(PROVIDED RECORDS begins)

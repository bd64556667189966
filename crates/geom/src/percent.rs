//! Conversions between percentage space and device space.
//!
//! Percentage coordinates go from 0 to 100 on both axes, with the origin at the
//! bottom-left corner of the surface and y pointing up. Device coordinates have
//! their origin at the top-left corner and y pointing down.
//!
//! All functions in this module are total: values outside of `[0, 100]` are
//! extrapolated linearly, which lets callers draw slightly off-canvas.
//!
//! Magnitudes (lengths, radii, stroke widths) are converted against a single
//! extent. By convention horizontal magnitudes use the width of the surface and
//! vertical ones (including the side of a square, which must look square) use
//! the height.

use crate::math::{point, Point, Size};

/// Converts a position from percentage space to device space.
///
/// ```
/// use pctdraw_geom::{percent, point, size};
///
/// let p = percent::to_device(point(50.0, 50.0), size(1000.0, 800.0));
/// assert_eq!(p, point(500.0, 400.0));
/// ```
#[inline]
pub fn to_device(p: Point, surface: Size) -> Point {
    point(
        (p.x / 100.0) * surface.width,
        ((100.0 - p.y) / 100.0) * surface.height,
    )
}

/// Converts a position from device space to percentage space.
///
/// This is the inverse of `to_device`. The result is not finite if the surface
/// has a zero width or height.
#[inline]
pub fn to_percent(p: Point, surface: Size) -> Point {
    point(
        (p.x / surface.width) * 100.0,
        100.0 - (p.y / surface.height) * 100.0,
    )
}

/// Converts a percentage magnitude into device units along an extent.
#[inline]
pub fn magnitude(m: f32, extent: f32) -> f32 {
    (m / 100.0) * extent
}

/// Converts a device magnitude into a percentage of an extent.
#[inline]
pub fn to_percent_magnitude(m: f32, extent: f32) -> f32 {
    (m / extent) * 100.0
}

/// The percentage coordinate system of a surface of a given size.
#[derive(Copy, Clone, Debug, PartialEq)]
#[cfg_attr(feature = "serialization", derive(Serialize, Deserialize))]
pub struct PercentSpace {
    pub size: Size,
}

impl PercentSpace {
    #[inline]
    pub fn new(size: Size) -> Self {
        PercentSpace { size }
    }

    /// Converts a percentage position into device space.
    #[inline]
    pub fn point(&self, x: f32, y: f32) -> Point {
        to_device(point(x, y), self.size)
    }

    /// Converts a device position back into percentage space.
    #[inline]
    pub fn inverse(&self, p: Point) -> Point {
        to_percent(p, self.size)
    }

    /// Converts a horizontal percentage magnitude into device units.
    #[inline]
    pub fn width_extent(&self, m: f32) -> f32 {
        magnitude(m, self.size.width)
    }

    /// Converts a vertical percentage magnitude into device units.
    #[inline]
    pub fn height_extent(&self, m: f32) -> f32 {
        magnitude(m, self.size.height)
    }
}

#[cfg(test)]
use crate::math::size;

#[cfg(test)]
fn assert_close(a: Point, b: Point) {
    let d = (a - b).length();
    assert!(d < 1e-3, "{:?} != {:?} (distance {})", a, b, d);
}

#[test]
fn canvas_center_and_corners() {
    let s = size(1000.0, 800.0);
    assert_eq!(to_device(point(50.0, 50.0), s), point(500.0, 400.0));
    assert_eq!(to_device(point(0.0, 100.0), s), point(0.0, 0.0));
    assert_eq!(to_device(point(0.0, 0.0), s), point(0.0, 800.0));
    assert_eq!(to_device(point(100.0, 0.0), s), point(1000.0, 800.0));
}

#[test]
fn out_of_range_values_extrapolate() {
    let s = size(200.0, 100.0);
    assert_close(to_device(point(-10.0, 110.0), s), point(-20.0, -10.0));
    assert_close(to_device(point(150.0, -50.0), s), point(300.0, 150.0));
}

#[test]
fn round_trip() {
    for &(w, h) in &[(1000.0, 800.0), (640.0, 480.0), (1.0, 3.0), (1920.0, 1080.0)] {
        let s = size(w, h);
        let mut x = 0.0;
        while x <= 100.0 {
            let mut y = 0.0;
            while y <= 100.0 {
                let p = point(x, y);
                assert_close(to_percent(to_device(p, s), s), p);
                y += 7.5;
            }
            x += 6.25;
        }
    }
}

#[test]
fn magnitudes() {
    assert_eq!(magnitude(10.0, 1000.0), 100.0);
    assert_eq!(magnitude(50.0, 800.0), 400.0);
    assert_eq!(magnitude(-5.0, 200.0), -10.0);
    assert_eq!(to_percent_magnitude(400.0, 800.0), 50.0);

    let space = PercentSpace::new(size(1000.0, 500.0));
    assert_eq!(space.width_extent(10.0), 100.0);
    assert_eq!(space.height_extent(10.0), 50.0);
    assert_eq!(space.point(25.0, 75.0), point(250.0, 125.0));
    assert_close(space.inverse(point(250.0, 125.0)), point(25.0, 75.0));
}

(PROVIDED RECORDS ends)

#### REQUIREMENT:
Up to and including the line with "against a single", print every line of the records from the start.

#### SOLUTION:
repository bd64556667189966
filename crates/geom/src/percent.rs
//! Conversions between percentage space and device space.
//!
//! Percentage coordinates go from 0 to 100 on both axes, with the origin at the
//! bottom-left corner of the surface and y pointing up. Device coordinates have
//! their origin at the top-left corner and y pointing down.
//!
//! All functions in this module are total: values outside of `[0, 100]` are
//! extrapolated linearly, which lets callers draw slightly off-canvas.
//!
//! Magnitudes (lengths, radii, stroke widths) are converted against a single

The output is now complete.